◆ RECORDS TO USE ◆
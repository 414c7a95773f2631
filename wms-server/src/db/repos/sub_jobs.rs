//! Sub job type repository

use chrono::{DateTime, Utc};
use serde::Serialize;
use sqlx::{FromRow, PgPool};

use super::DbError;

const COLUMNS: &str = r#"
    s.id, s.main_job_id, j.job_name AS main_job_name, s.sub_job_name,
    s.description, s.is_active, s.created_at, s.updated_at
"#;

/// Sub job type with its parent job name
#[derive(Debug, Clone, FromRow, Serialize)]
pub struct SubJobType {
    pub id: i64,
    pub main_job_id: i64,
    pub main_job_name: String,
    pub sub_job_name: String,
    pub description: Option<String>,
    pub is_active: bool,
    pub created_at: DateTime<Utc>,
    pub updated_at: DateTime<Utc>,
}

/// Sub job type repository
pub struct SubJobRepo<'a> {
    pool: &'a PgPool,
}

impl<'a> SubJobRepo<'a> {
    pub fn new(pool: &'a PgPool) -> Self {
        Self { pool }
    }

    /// Sub jobs of one main job, by name. Inactive ones only when asked.
    pub async fn list_by_job(
        &self,
        main_job_id: i64,
        include_inactive: bool,
    ) -> Result<Vec<SubJobType>, DbError> {
        let sql = format!(
            r#"
            SELECT {COLUMNS}
            FROM sub_job_types s
            JOIN job_types j ON j.id = s.main_job_id
            WHERE s.main_job_id = $1 AND ($2 OR s.is_active)
            ORDER BY s.sub_job_name
            "#
        );
        let rows = sqlx::query_as::<_, SubJobType>(&sql)
            .bind(main_job_id)
            .bind(include_inactive)
            .fetch_all(self.pool)
            .await?;
        Ok(rows)
    }

    /// Every sub job, active or not.
    pub async fn list_all(&self) -> Result<Vec<SubJobType>, DbError> {
        let sql = format!(
            r#"
            SELECT {COLUMNS}
            FROM sub_job_types s
            JOIN job_types j ON j.id = s.main_job_id
            ORDER BY j.job_name, s.sub_job_name
            "#
        );
        let rows = sqlx::query_as::<_, SubJobType>(&sql)
            .fetch_all(self.pool)
            .await?;
        Ok(rows)
    }

    pub async fn find(&self, id: i64) -> Result<Option<SubJobType>, DbError> {
        let sql = format!(
            r#"
            SELECT {COLUMNS}
            FROM sub_job_types s
            JOIN job_types j ON j.id = s.main_job_id
            WHERE s.id = $1
            "#
        );
        let row = sqlx::query_as::<_, SubJobType>(&sql)
            .bind(id)
            .fetch_optional(self.pool)
            .await?;
        Ok(row)
    }

    pub async fn get(&self, id: i64) -> Result<SubJobType, DbError> {
        self.find(id)
            .await?
            .ok_or_else(|| DbError::not_found("sub job type", id))
    }

    /// Insert a sub job. A name taken under the same main job surfaces as a
    /// unique violation.
    pub async fn create(
        &self,
        main_job_id: i64,
        name: &str,
        description: Option<&str>,
    ) -> Result<SubJobType, DbError> {
        let (id,): (i64,) = sqlx::query_as(
            r#"
            INSERT INTO sub_job_types (main_job_id, sub_job_name, description)
            VALUES ($1, $2, $3)
            RETURNING id
            "#,
        )
        .bind(main_job_id)
        .bind(name)
        .bind(description)
        .fetch_one(self.pool)
        .await?;
        self.get(id).await
    }

    pub async fn update(
        &self,
        id: i64,
        name: &str,
        description: Option<&str>,
    ) -> Result<SubJobType, DbError> {
        let result = sqlx::query(
            r#"
            UPDATE sub_job_types
            SET sub_job_name = $2, description = $3, updated_at = NOW()
            WHERE id = $1
            "#,
        )
        .bind(id)
        .bind(name)
        .bind(description)
        .execute(self.pool)
        .await?;

        if result.rows_affected() == 0 {
            return Err(DbError::not_found("sub job type", id));
        }
        self.get(id).await
    }

    pub async fn set_active(&self, id: i64, active: bool) -> Result<SubJobType, DbError> {
        let result = sqlx::query(
            "UPDATE sub_job_types SET is_active = $2, updated_at = NOW() WHERE id = $1",
        )
        .bind(id)
        .bind(active)
        .execute(self.pool)
        .await?;

        if result.rows_affected() == 0 {
            return Err(DbError::not_found("sub job type", id));
        }
        self.get(id).await
    }

    pub async fn delete(&self, id: i64) -> Result<bool, DbError> {
        let result = sqlx::query("DELETE FROM sub_job_types WHERE id = $1")
            .bind(id)
            .execute(self.pool)
            .await?;
        Ok(result.rows_affected() > 0)
    }

    pub async fn scan_count(&self, id: i64) -> Result<i64, DbError> {
        let (count,): (i64,) =
            sqlx::query_as("SELECT COUNT(*) FROM scan_logs WHERE sub_job_id = $1")
                .bind(id)
                .fetch_one(self.pool)
                .await?;
        Ok(count)
    }

    pub async fn count(&self) -> Result<i64, DbError> {
        let (count,): (i64,) = sqlx::query_as("SELECT COUNT(*) FROM sub_job_types")
            .fetch_one(self.pool)
            .await?;
        Ok(count)
    }
}
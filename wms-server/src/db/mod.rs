//! Database layer - connection pool, schema and repositories
//!
//! # Design Principles
//!
//! - One shared PgPool, no per-request connections
//! - Parameterized SQL only
//! - Multi-statement writes run in a transaction

pub mod migrations;
pub mod pool;
pub mod repos;

pub use pool::{create_pool, create_pool_with_options};
pub use repos::DbError;
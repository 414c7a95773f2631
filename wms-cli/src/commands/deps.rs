//! Job dependency commands

use anyhow::Result;
use clap::{Parser, Subcommand};
use wms_server::services::DependencyService;

use super::Context;

#[derive(Parser, Debug)]
pub struct DepsArgs {
    #[command(subcommand)]
    pub command: DepsCommand,
}

#[derive(Subcommand, Debug)]
pub enum DepsCommand {
    /// List dependencies: every edge, or the jobs one job requires
    List {
        /// Show only what this job requires
        #[arg(long, short = 'j')]
        job: Option<i64>,
        /// With --job: count scans of each required job (today unless --all-time)
        #[arg(long, short = 's')]
        status: bool,
        /// With --status: count scans over all time
        #[arg(long)]
        all_time: bool,
    },
    /// Require JOB's scans to be preceded by a scan in REQUIRED
    Add { job: i64, required: i64 },
    /// Drop one requirement
    Remove { job: i64, required: i64 },
    /// Replace the full set of jobs JOB requires (none clears it)
    Set {
        job: i64,
        #[arg(value_delimiter = ',')]
        required: Vec<i64>,
    },
}

pub async fn run_deps(args: DepsArgs, ctx: &Context) -> Result<()> {
    let deps = DependencyService::new(ctx.services()?);

    match args.command {
        DepsCommand::List {
            job: Some(job),
            status,
            all_time,
        } => {
            let required = deps.required_jobs(job, status, !all_time).await?;
            ctx.out.emit(&required, |list| {
                if list.is_empty() {
                    println!("Job {} has no requirements", job);
                }
                for r in list {
                    match r.scan_count {
                        Some(n) => {
                            let mark = if n > 0 { "✓" } else { "✗" };
                            println!("{} {:>5}  {}  ({} scans)", mark, r.job_id, r.job_name, n)
                        }
                        None => println!("{:>5}  {}", r.job_id, r.job_name),
                    }
                }
            })?;
        }
        DepsCommand::List { job: None, .. } => {
            let edges = deps.list_all().await?;
            ctx.out.emit(&edges, |edges| {
                if edges.is_empty() {
                    println!("No dependencies defined");
                }
                for e in edges {
                    println!(
                        "{} ({}) requires {} ({})",
                        e.job_name, e.job_id, e.required_job_name, e.required_job_id
                    );
                }
            })?;
        }
        DepsCommand::Add { job, required } => {
            deps.add(job, required).await?;
            ctx.out.emit(
                &serde_json::json!({ "job_id": job, "required_job_id": required }),
                |_| println!("✅ Job {} now requires job {}", job, required),
            )?;
        }
        DepsCommand::Remove { job, required } => {
            deps.remove(job, required).await?;
            ctx.out.emit(
                &serde_json::json!({ "job_id": job, "removed": required }),
                |_| println!("✅ Job {} no longer requires job {}", job, required),
            )?;
        }
        DepsCommand::Set { job, required } => {
            let outcome = deps.replace(job, &required).await?;
            ctx.out.emit(&outcome, |o| {
                println!(
                    "✅ Job {} requires {} job(s): {:?}",
                    o.job_id,
                    o.applied.len(),
                    o.applied
                );
                for err in &o.errors {
                    println!("  ✗ {}: {}", err.required_job_id, err.message);
                }
            })?;
        }
    }
    Ok(())
}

◆ THE PROBLEM ◆
Show me each line of the listing above with "services" in it.

◆ REPLY ◆
use wms_server::services::DependencyService;
    let deps = DependencyService::new(ctx.services()?);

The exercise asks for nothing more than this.